As we think back to the first days of the pandemic lock down, it brings back vivid memories of uncertainty; fear for ourselves and our patients and wondering how we could continue to serve our patients who were already predisposed for isolation by the pure nature of hearing loss.  Never in our lifetime had we been asked, or in some cases told, to shelter-in-place due to a medical threat. The healthcare world was managing difficult questions of how we keep people safe while still being able to serve their medical needs.  The discussions were swirling in the media, in phone conversations with colleagues and within practices on what is considered “essential healthcare services” when a community is faced with a global pandemic?  Some classified “essential” as anything required to save a patient’s life; others considered anything that negatively impacts a patient’s quality of life as “essential care”.  As a medical provider that witnesses the impact on the overall health and wellness that even an untreated mild hearing loss can bring, knows that for most, untreated hearing loss has substantial consequences when the world is managing normal circumstances. Now to be isolated at home, without support systems like family and friends, created an environment where a patient’s only contact with the world is through a video or phone call, television, radio, and social media.  We argued that hearing care services were even more essential in everyday life, now more than ever, hearing was a person’s primary lifeline.

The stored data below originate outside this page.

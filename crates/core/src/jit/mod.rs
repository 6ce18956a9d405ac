//! Hotness-driven native code generation for translation blocks.
//!
//! The JIT lowers the supported prefix of a hot TB line into x86-64 machine
//! code: ALU operations inline against the hart's register file, memory and
//! control flow through helper trampolines that re-enter the MMU and trap
//! layer. Blocks chain to each other through a relocatable epilogue, and a
//! worker pool can carry compilation off the execution thread.
//!
//! On hosts other than x86-64 the dispatch entry reports no progress and
//! the schedulers stay on the interpreter and block paths.

#[cfg(target_arch = "x86_64")]
mod async_compile;
#[cfg(target_arch = "x86_64")]
mod compile;
#[cfg(target_arch = "x86_64")]
mod dispatch;
#[cfg(target_arch = "x86_64")]
mod emit;
#[cfg(target_arch = "x86_64")]
mod pool;
#[cfg(target_arch = "x86_64")]
mod runtime;

#[cfg(target_arch = "x86_64")]
pub use async_compile::worker_count;
#[cfg(target_arch = "x86_64")]
pub use compile::insn_supported;
#[cfg(target_arch = "x86_64")]
pub use dispatch::exec_tb_jit;

#[cfg(not(target_arch = "x86_64"))]
mod fallback {
    use crate::hart::Hart;
    use crate::machine::Machine;
    use crate::tb::{JitResult, TbCache};

    /// JIT dispatch on a host without a code generator: never progresses.
    pub fn exec_tb_jit(
        _m: &Machine,
        _cpu: &mut Hart,
        _cache: &mut TbCache,
        _budget: u64,
    ) -> JitResult {
        JitResult::no_progress()
    }
}

#[cfg(not(target_arch = "x86_64"))]
pub use fallback::exec_tb_jit;
//! Asynchronous block compilation.
//!
//! A bounded job queue feeds N detached worker threads; each job carries a
//! snapshot (never a live reference) of the source line's decoded prefix
//! and a generation stamp taken at enqueue time. The foreground drains
//! completed results on a fixed cadence: a result applies directly iff the
//! target line's generation still matches; otherwise a portable
//! (structure-keyed) result may be relocated onto the rebuilt line, and
//! anything else is classified for observability. Lines stuck in the queue
//! beyond the sync-fallback knob revert to foreground compilation.

use std::collections::VecDeque;
use std::sync::{Condvar, Mutex, OnceLock};

use crate::config::env_bool;
use crate::isa::Decoded;
use crate::isa::opcodes::op;
use crate::jit::compile;
use crate::jit::pool::{self, Artifact};
use crate::machine::Machine;
use crate::stats;
use crate::tb::cache::{JitState, TB_MAX_INSNS, TbCache};
use crate::tb::config::{DEFAULT_ASYNC_QUEUE, DEFAULT_ASYNC_WORKERS, MAX_ASYNC_QUEUE, MAX_ASYNC_WORKERS};

/// One queued compile job: a self-contained snapshot of the line.
struct Job {
    start_pc: u32,
    generation: u32,
    portable: bool,
    count: u8,
    max_block_insns: u8,
    min_prefix_insns: u8,
    pcs: [u32; TB_MAX_INSNS],
    decoded: Box<[Decoded]>,
}

/// One completed compile, stamped for application.
struct Done {
    start_pc: u32,
    generation: u32,
    portable: bool,
    success: bool,
    prefix_sig: u64,
    artifact: Option<Artifact>,
}

struct MgrState {
    pending: VecDeque<Job>,
    done: VecDeque<Done>,
    running: bool,
}

struct Mgr {
    state: Mutex<MgrState>,
    pending_cv: Condvar,
    queue_cap: usize,
    worker_count: u32,
}

static MGR: OnceLock<Option<&'static Mgr>> = OnceLock::new();

fn worker_main(mgr: &'static Mgr) {
    loop {
        let job = {
            let mut state = match mgr.state.lock() {
                Ok(guard) => guard,
                Err(poisoned) => poisoned.into_inner(),
            };
            loop {
                if !state.running {
                    return;
                }
                if let Some(job) = state.pending.pop_front() {
                    break job;
                }
                state = match mgr.pending_cv.wait(state) {
                    Ok(guard) => guard,
                    Err(poisoned) => poisoned.into_inner(),
                };
            }
        };

        let mut prefix_sig = 0u64;
        let artifact = if job.portable {
            let key = compile::template_key(
                &job.decoded,
                &job.pcs,
                job.count,
                job.max_block_insns,
                job.min_prefix_insns,
            );
            let hit = key.and_then(|(jit_count, sig)| {
                pool::template_lookup(&job.decoded, &job.pcs, jit_count, sig)
                    .or_else(|| pool::struct_template_lookup(&job.decoded, jit_count, job.start_pc))
            });
            hit.or_else(|| {
                let compiled = compile::compile_from_snapshot(
                    &job.decoded,
                    &job.pcs,
                    job.count,
                    job.start_pc,
                    job.max_block_insns,
                    job.min_prefix_insns,
                );
                if let (Some(artifact), Some((jit_count, sig))) = (&compiled, key) {
                    if artifact.jit_count == jit_count {
                        pool::template_store(&job.decoded, &job.pcs, jit_count, sig, artifact);
                        pool::struct_template_store(&job.decoded, jit_count, artifact);
                    }
                }
                compiled
            })
        } else {
            compile::compile_from_snapshot(
                &job.decoded,
                &job.pcs,
                job.count,
                job.start_pc,
                job.max_block_insns,
                job.min_prefix_insns,
            )
        };
        stats::jit().async_jobs_compiled.incr();

        if job.portable {
            if let Some(artifact) = &artifact {
                prefix_sig = pool::prefix_signature(&job.decoded, &job.pcs, artifact.jit_count);
            }
        }

        let done = Done {
            start_pc: job.start_pc,
            generation: job.generation,
            portable: job.portable,
            success: artifact.is_some(),
            prefix_sig,
            artifact,
        };

        let mut state = match mgr.state.lock() {
            Ok(guard) => guard,
            Err(poisoned) => poisoned.into_inner(),
        };
        if state.done.len() < mgr.queue_cap {
            state.done.push_back(done);
        } else {
            stats::jit().async_jobs_dropped.incr();
        }
    }
}

fn mgr() -> Option<&'static Mgr> {
    *MGR.get_or_init(|| {
        if !env_bool("EXPERIMENTAL_JIT_ASYNC", false) {
            return None;
        }

        let worker_count = crate::config::env_u32(
            "EXPERIMENTAL_JIT_ASYNC_WORKERS",
            DEFAULT_ASYNC_WORKERS,
            1,
            MAX_ASYNC_WORKERS,
        );
        let queue_cap = crate::config::env_u32(
            "EXPERIMENTAL_JIT_ASYNC_QUEUE",
            DEFAULT_ASYNC_QUEUE,
            64,
            MAX_ASYNC_QUEUE,
        ) as usize;

        let mgr: &'static Mgr = Box::leak(Box::new(Mgr {
            state: Mutex::new(MgrState {
                pending: VecDeque::new(),
                done: VecDeque::new(),
                running: true,
            }),
            pending_cv: Condvar::new(),
            queue_cap,
            worker_count,
        }));

        let mut started = 0u32;
        for i in 0..worker_count {
            let spawned = std::thread::Builder::new()
                .name(format!("jit-compile-{i}"))
                .spawn(move || worker_main(mgr));
            if spawned.is_ok() {
                started += 1;
            }
        }

        if started == 0 {
            if let Ok(mut state) = mgr.state.lock() {
                state.running = false;
            }
            return None;
        }

        Some(mgr)
    })
}

/// Whether the async pool is configured, alive, and usable for this cache:
/// async compilation is a single-hart, single-executor optimization.
pub(super) fn supported(m: &Machine, cache: &TbCache) -> bool {
    if !cache.tuning.async_enabled {
        return false;
    }
    if m.hart_count() != 1 || m.threaded_exec_active() {
        return false;
    }
    mgr().is_some()
}

/// Whether the combined queue depth is at or above `busy_pct` percent.
pub(super) fn is_busy(busy_pct: u8) -> bool {
    if busy_pct == 0 || busy_pct > 100 {
        return false;
    }
    let Some(mgr) = mgr() else {
        return false;
    };
    let state = match mgr.state.lock() {
        Ok(guard) => guard,
        Err(poisoned) => poisoned.into_inner(),
    };
    let depth = state.pending.len() + state.done.len();
    depth * 100 >= mgr.queue_cap * usize::from(busy_pct)
}

/// Whether a line's supported prefix contains helper-lowered instructions.
fn block_has_helpers(cache: &TbCache, idx: usize) -> bool {
    let line = cache.line(idx);
    if !line.valid || line.count == 0 {
        return true;
    }
    let max = if cache.tuning.max_block_insns == 0 {
        crate::tb::config::DEFAULT_MAX_BLOCK_INSNS as u8
    } else {
        cache.tuning.max_block_insns
    };

    for i in 0..line.count.min(max) {
        let d = &line.decoded[i as usize];
        if !compile::insn_supported(d) {
            break;
        }
        if matches!(d.opcode, op::LOAD | op::STORE | op::BRANCH | op::JALR | op::JAL) {
            return true;
        }
    }
    false
}

/// Reverts a queued (or stale) line to an immediate foreground compile.
pub(super) fn force_sync_compile(cache: &mut TbCache, idx: usize) {
    if !cache.line(idx).valid || cache.line(idx).count == 0 {
        return;
    }

    if pool::is_exhausted() {
        let line = cache.line_mut(idx);
        line.jit_tried = true;
        line.clear_jit(JitState::Failed);
        stats::jit().async_sync_fallbacks.incr();
        stats::jit().compile_fail_alloc.incr();
        return;
    }

    {
        let line = cache.line_mut(idx);
        line.jit_generation = stats::next_jit_generation();
        line.jit_tried = false;
        line.clear_jit(JitState::None);
    }
    stats::jit().async_sync_fallbacks.incr();
    let tuning = cache.tuning;
    let _ = compile::try_compile(
        tuning.max_block_insns,
        tuning.min_prefix_insns,
        cache.line_mut(idx),
    );
}

/// Posts a line's decoded snapshot to the compile queue.
///
/// Template fast-apply may satisfy the request immediately; backpressure
/// and the helper policy may decline it. On success the line transitions
/// to `Queued`.
pub(super) fn queue_compile(cache: &mut TbCache, idx: usize, prefetch_hint: bool) -> bool {
    if !cache.line(idx).valid
        || cache.line(idx).count == 0
        || cache.line(idx).jit_state != JitState::None
    {
        return false;
    }

    if cache.tuning.async_recycle && cache.tuning.template_fast_apply {
        let line = cache.line(idx);
        if let Some((jit_count, sig)) = compile::template_key(
            &line.decoded,
            &line.pcs,
            line.count,
            cache.tuning.max_block_insns,
            cache.tuning.min_prefix_insns,
        ) {
            if let Some(artifact) = pool::template_lookup(&line.decoded, &line.pcs, jit_count, sig)
            {
                let line = cache.line_mut(idx);
                line.jit_tried = true;
                compile::line_apply_jit(line, &artifact);
                stats::jit().async_template_applied.incr();
                return true;
            }
        }
    }

    if pool::is_exhausted() {
        let line = cache.line_mut(idx);
        line.jit_tried = true;
        line.clear_jit(JitState::Failed);
        stats::jit().compile_fail_alloc.incr();
        return false;
    }

    if cache.tuning.async_busy_pct != 0 && is_busy(cache.tuning.async_busy_pct) {
        if prefetch_hint {
            stats::jit().async_jobs_dropped.incr();
            return false;
        }
        if !cache.tuning.async_foreground_sync {
            return false;
        }
    }

    if !cache.tuning.async_allow_helpers && block_has_helpers(cache, idx) {
        let line = cache.line_mut(idx);
        line.jit_tried = true;
        line.clear_jit(JitState::Failed);
        stats::jit().compile_fail_unsupported_prefix.incr();
        return false;
    }

    let Some(mgr) = mgr() else {
        return false;
    };

    let job = {
        let line = cache.line(idx);
        Job {
            start_pc: line.start_pc,
            generation: line.jit_generation,
            portable: cache.tuning.async_recycle,
            count: line.count,
            max_block_insns: cache.tuning.max_block_insns,
            min_prefix_insns: cache.tuning.min_prefix_insns,
            pcs: line.pcs,
            decoded: line.decoded[..line.count as usize].into(),
        }
    };

    let enqueued = {
        let mut state = match mgr.state.lock() {
            Ok(guard) => guard,
            Err(poisoned) => poisoned.into_inner(),
        };
        if state.running && state.pending.len() < mgr.queue_cap {
            state.pending.push_back(job);
            mgr.pending_cv.notify_one();
            true
        } else {
            false
        }
    };

    if !enqueued {
        stats::jit().async_jobs_dropped.incr();
        return false;
    }
    stats::jit().async_jobs_enqueued.incr();

    let line = cache.line_mut(idx);
    line.jit_tried = true;
    line.clear_jit(JitState::Queued);
    true
}

/// Classification of one drained result.
enum ApplyOutcome {
    Direct,
    Recycled,
    StaleNonportable,
    StaleNotSuccess,
    StaleLookupMiss,
    StaleStateMismatch,
    StaleSigMismatch,
}

fn try_apply(cache: &mut TbCache, done: &Done) -> ApplyOutcome {
    // Direct application: the line build this job was taken from is still
    // the one in the cache (generation stamps match) and still queued.
    if let Some(idx) = cache.find_line(done.start_pc) {
        let line = cache.line(idx);
        if line.jit_generation == done.generation && line.jit_state == JitState::Queued {
            let line = cache.line_mut(idx);
            line.jit_tried = true;
            match &done.artifact {
                Some(artifact) if done.success => compile::line_apply_jit(line, artifact),
                _ => line.clear_jit(JitState::Failed),
            }
            return ApplyOutcome::Direct;
        }
    }

    if !done.portable {
        return ApplyOutcome::StaleNonportable;
    }
    let Some(artifact) = done.artifact.as_ref().filter(|_| done.success) else {
        return ApplyOutcome::StaleNotSuccess;
    };
    if artifact.jit_count == 0 || done.prefix_sig == 0 {
        return ApplyOutcome::StaleNotSuccess;
    }

    let Some(idx) = cache.find_line(done.start_pc) else {
        return ApplyOutcome::StaleLookupMiss;
    };
    let line = cache.line(idx);
    if !line.valid || line.start_pc != done.start_pc || line.count < artifact.jit_count {
        return ApplyOutcome::StaleLookupMiss;
    }
    if line.jit_state != JitState::None && line.jit_state != JitState::Queued {
        return ApplyOutcome::StaleStateMismatch;
    }
    if pool::prefix_signature(&line.decoded, &line.pcs, artifact.jit_count) != done.prefix_sig {
        return ApplyOutcome::StaleSigMismatch;
    }

    let line = cache.line_mut(idx);
    line.jit_tried = true;
    compile::line_apply_jit(line, artifact);
    ApplyOutcome::Recycled
}

/// Drains every completed result into the cache, applying or classifying.
pub(super) fn drain(cache: &mut TbCache) {
    let Some(mgr) = mgr() else {
        return;
    };

    loop {
        let done = {
            let mut state = match mgr.state.lock() {
                Ok(guard) => guard,
                Err(poisoned) => poisoned.into_inner(),
            };
            match state.done.pop_front() {
                Some(done) => done,
                None => return,
            }
        };

        let counters = stats::jit();
        match try_apply(cache, &done) {
            ApplyOutcome::Direct => {
                counters.async_results_applied.incr();
                counters.async_applied_direct.incr();
            }
            ApplyOutcome::Recycled => {
                counters.async_results_applied.incr();
                counters.async_applied_recycled.incr();
            }
            ApplyOutcome::StaleNonportable => {
                counters.async_stale_nonportable.incr();
                counters.async_results_stale.incr();
            }
            ApplyOutcome::StaleNotSuccess => {
                counters.async_stale_not_success.incr();
                counters.async_results_stale.incr();
            }
            ApplyOutcome::StaleLookupMiss => {
                counters.async_stale_lookup_miss.incr();
                counters.async_results_stale.incr();
            }
            ApplyOutcome::StaleStateMismatch => {
                counters.async_stale_state_mismatch.incr();
                counters.async_results_stale.incr();
            }
            ApplyOutcome::StaleSigMismatch => {
                counters.async_stale_sig_mismatch.incr();
                counters.async_results_stale.incr();
            }
        }
    }
}

/// Worker count the pool was brought up with (0 when disabled).
#[must_use]
pub fn worker_count() -> u32 {
    mgr().map_or(0, |mgr| mgr.worker_count)
}
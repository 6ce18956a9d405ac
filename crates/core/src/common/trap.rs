//! Guest-architectural trap representation.
//!
//! This module defines the trap vocabulary of the emulator. It provides:
//! 1. **Trap Representation:** All synchronous exceptions and asynchronous
//!    interrupts the core can raise, with their payload values.
//! 2. **Cause Codes:** The numeric exception and interrupt cause encodings
//!    written to `mcause`/`scause`.
//! 3. **Error Integration:** `Display` and `std::error::Error` so host-side
//!    diagnostics can carry a trap without translation.
//!
//! Traps are never surfaced to callers of the run loop; they are dispatched
//! through the trap machine and become guest control flow.

use std::fmt;

use crate::common::MemAccess;

/// Exception cause: instruction address misaligned.
pub const EXC_INST_MISALIGNED: u32 = 0;
/// Exception cause: instruction access fault.
pub const EXC_INST_ACCESS_FAULT: u32 = 1;
/// Exception cause: illegal instruction.
pub const EXC_ILLEGAL_INST: u32 = 2;
/// Exception cause: breakpoint.
pub const EXC_BREAKPOINT: u32 = 3;
/// Exception cause: load address misaligned.
pub const EXC_LOAD_MISALIGNED: u32 = 4;
/// Exception cause: load access fault.
pub const EXC_LOAD_ACCESS_FAULT: u32 = 5;
/// Exception cause: store/AMO address misaligned.
pub const EXC_STORE_MISALIGNED: u32 = 6;
/// Exception cause: store/AMO access fault.
pub const EXC_STORE_ACCESS_FAULT: u32 = 7;
/// Exception cause: environment call from U-mode.
pub const EXC_ECALL_U: u32 = 8;
/// Exception cause: environment call from S-mode.
pub const EXC_ECALL_S: u32 = 9;
/// Exception cause: environment call from M-mode.
pub const EXC_ECALL_M: u32 = 11;
/// Exception cause: instruction page fault.
pub const EXC_INST_PAGE_FAULT: u32 = 12;
/// Exception cause: load page fault.
pub const EXC_LOAD_PAGE_FAULT: u32 = 13;
/// Exception cause: store/AMO page fault.
pub const EXC_STORE_PAGE_FAULT: u32 = 15;

/// Interrupt cause number: supervisor software interrupt.
pub const IRQ_SSIP: u32 = 1;
/// Interrupt cause number: machine software interrupt.
pub const IRQ_MSIP: u32 = 3;
/// Interrupt cause number: supervisor timer interrupt.
pub const IRQ_STIP: u32 = 5;
/// Interrupt cause number: machine timer interrupt.
pub const IRQ_MTIP: u32 = 7;
/// Interrupt cause number: supervisor external interrupt.
pub const IRQ_SEIP: u32 = 9;
/// Interrupt cause number: machine external interrupt.
pub const IRQ_MEIP: u32 = 11;

/// MSB set in `mcause`/`scause` for interrupt causes.
pub const CAUSE_INTERRUPT_FLAG: u32 = 0x8000_0000;

/// A guest-architectural trap: one synchronous exception or one interrupt.
///
/// Exception variants carry the value written to `mtval`/`stval` on entry
/// (faulting address, offending encoding, or zero where the architecture
/// leaves it unspecified).
#[derive(Clone, Copy, Debug, PartialEq, Eq)]
pub enum Trap {
    /// Instruction address misaligned; payload is the misaligned PC.
    InstructionAddressMisaligned(u32),
    /// Instruction access fault; payload is the faulting address.
    InstructionAccessFault(u32),
    /// Illegal instruction; payload is the offending encoding.
    IllegalInstruction(u32),
    /// Breakpoint; payload is the PC of the `ebreak`.
    Breakpoint(u32),
    /// Load address misaligned; payload is the misaligned address.
    LoadAddressMisaligned(u32),
    /// Load access fault; payload is the faulting address.
    LoadAccessFault(u32),
    /// Store/AMO address misaligned; payload is the misaligned address.
    StoreAddressMisaligned(u32),
    /// Store/AMO access fault; payload is the faulting address.
    StoreAccessFault(u32),
    /// Environment call from U-mode.
    EnvironmentCallFromUMode,
    /// Environment call from S-mode.
    EnvironmentCallFromSMode,
    /// Environment call from M-mode.
    EnvironmentCallFromMMode,
    /// Instruction page fault; payload is the faulting virtual address.
    InstructionPageFault(u32),
    /// Load page fault; payload is the faulting virtual address.
    LoadPageFault(u32),
    /// Store/AMO page fault; payload is the faulting virtual address.
    StorePageFault(u32),
}

impl Trap {
    /// Builds the page-fault trap matching an access kind.
    #[must_use]
    pub fn page_fault(access: MemAccess, vaddr: u32) -> Self {
        match access {
            MemAccess::Fetch => Trap::InstructionPageFault(vaddr),
            MemAccess::Load => Trap::LoadPageFault(vaddr),
            MemAccess::Store => Trap::StorePageFault(vaddr),
        }
    }

    /// Builds the access-fault trap matching an access kind.
    #[must_use]
    pub fn access_fault(access: MemAccess, vaddr: u32) -> Self {
        match access {
            MemAccess::Fetch => Trap::InstructionAccessFault(vaddr),
            MemAccess::Load => Trap::LoadAccessFault(vaddr),
            MemAccess::Store => Trap::StoreAccessFault(vaddr),
        }
    }

    /// Returns the numeric exception cause code.
    #[must_use]
    pub fn cause(self) -> u32 {
        match self {
            Trap::InstructionAddressMisaligned(_) => EXC_INST_MISALIGNED,
            Trap::InstructionAccessFault(_) => EXC_INST_ACCESS_FAULT,
            Trap::IllegalInstruction(_) => EXC_ILLEGAL_INST,
            Trap::Breakpoint(_) => EXC_BREAKPOINT,
            Trap::LoadAddressMisaligned(_) => EXC_LOAD_MISALIGNED,
            Trap::LoadAccessFault(_) => EXC_LOAD_ACCESS_FAULT,
            Trap::StoreAddressMisaligned(_) => EXC_STORE_MISALIGNED,
            Trap::StoreAccessFault(_) => EXC_STORE_ACCESS_FAULT,
            Trap::EnvironmentCallFromUMode => EXC_ECALL_U,
            Trap::EnvironmentCallFromSMode => EXC_ECALL_S,
            Trap::EnvironmentCallFromMMode => EXC_ECALL_M,
            Trap::InstructionPageFault(_) => EXC_INST_PAGE_FAULT,
            Trap::LoadPageFault(_) => EXC_LOAD_PAGE_FAULT,
            Trap::StorePageFault(_) => EXC_STORE_PAGE_FAULT,
        }
    }

    /// Returns the value written to `mtval`/`stval` on trap entry.
    #[must_use]
    pub fn tval(self) -> u32 {
        match self {
            Trap::InstructionAddressMisaligned(v)
            | Trap::InstructionAccessFault(v)
            | Trap::IllegalInstruction(v)
            | Trap::Breakpoint(v)
            | Trap::LoadAddressMisaligned(v)
            | Trap::LoadAccessFault(v)
            | Trap::StoreAddressMisaligned(v)
            | Trap::StoreAccessFault(v)
            | Trap::InstructionPageFault(v)
            | Trap::LoadPageFault(v)
            | Trap::StorePageFault(v) => v,
            Trap::EnvironmentCallFromUMode
            | Trap::EnvironmentCallFromSMode
            | Trap::EnvironmentCallFromMMode => 0,
        }
    }
}

impl fmt::Display for Trap {
    fn fmt(&self, f: &mut fmt::Formatter<'_>) -> fmt::Result {
        match self {
            Trap::InstructionAddressMisaligned(addr) => {
                write!(f, "InstructionAddressMisaligned({addr:#x})")
            }
            Trap::InstructionAccessFault(addr) => write!(f, "InstructionAccessFault({addr:#x})"),
            Trap::IllegalInstruction(inst) => write!(f, "IllegalInstruction({inst:#x})"),
            Trap::Breakpoint(pc) => write!(f, "Breakpoint({pc:#x})"),
            Trap::LoadAddressMisaligned(addr) => write!(f, "LoadAddressMisaligned({addr:#x})"),
            Trap::LoadAccessFault(addr) => write!(f, "LoadAccessFault({addr:#x})"),
            Trap::StoreAddressMisaligned(addr) => write!(f, "StoreAddressMisaligned({addr:#x})"),
            Trap::StoreAccessFault(addr) => write!(f, "StoreAccessFault({addr:#x})"),
            Trap::EnvironmentCallFromUMode => write!(f, "EnvironmentCallFromUMode"),
            Trap::EnvironmentCallFromSMode => write!(f, "EnvironmentCallFromSMode"),
            Trap::EnvironmentCallFromMMode => write!(f, "EnvironmentCallFromMMode"),
            Trap::InstructionPageFault(addr) => write!(f, "InstructionPageFault({addr:#x})"),
            Trap::LoadPageFault(addr) => write!(f, "LoadPageFault({addr:#x})"),
            Trap::StorePageFault(addr) => write!(f, "StorePageFault({addr:#x})"),
        }
    }
}

impl std::error::Error for Trap {}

At that point, we started asking ourselves, how can our physicians and providers meet patients where they are: in the community, at their homes, and on their connected devices. Although some of these changes will reverse as the world feels safer and more comfortable, we believe that there has been a fundamental shift in the delivery care.  We already had digitally enabled care in some ways, through apps and our patient portal, we needed to expand our care delivery and inform our patients.  We ultimately learned to connect to our patients in new ways, through: telemedicine appointments, remote-programming schedules, drop-off services and curbside care; and we are not looking back. 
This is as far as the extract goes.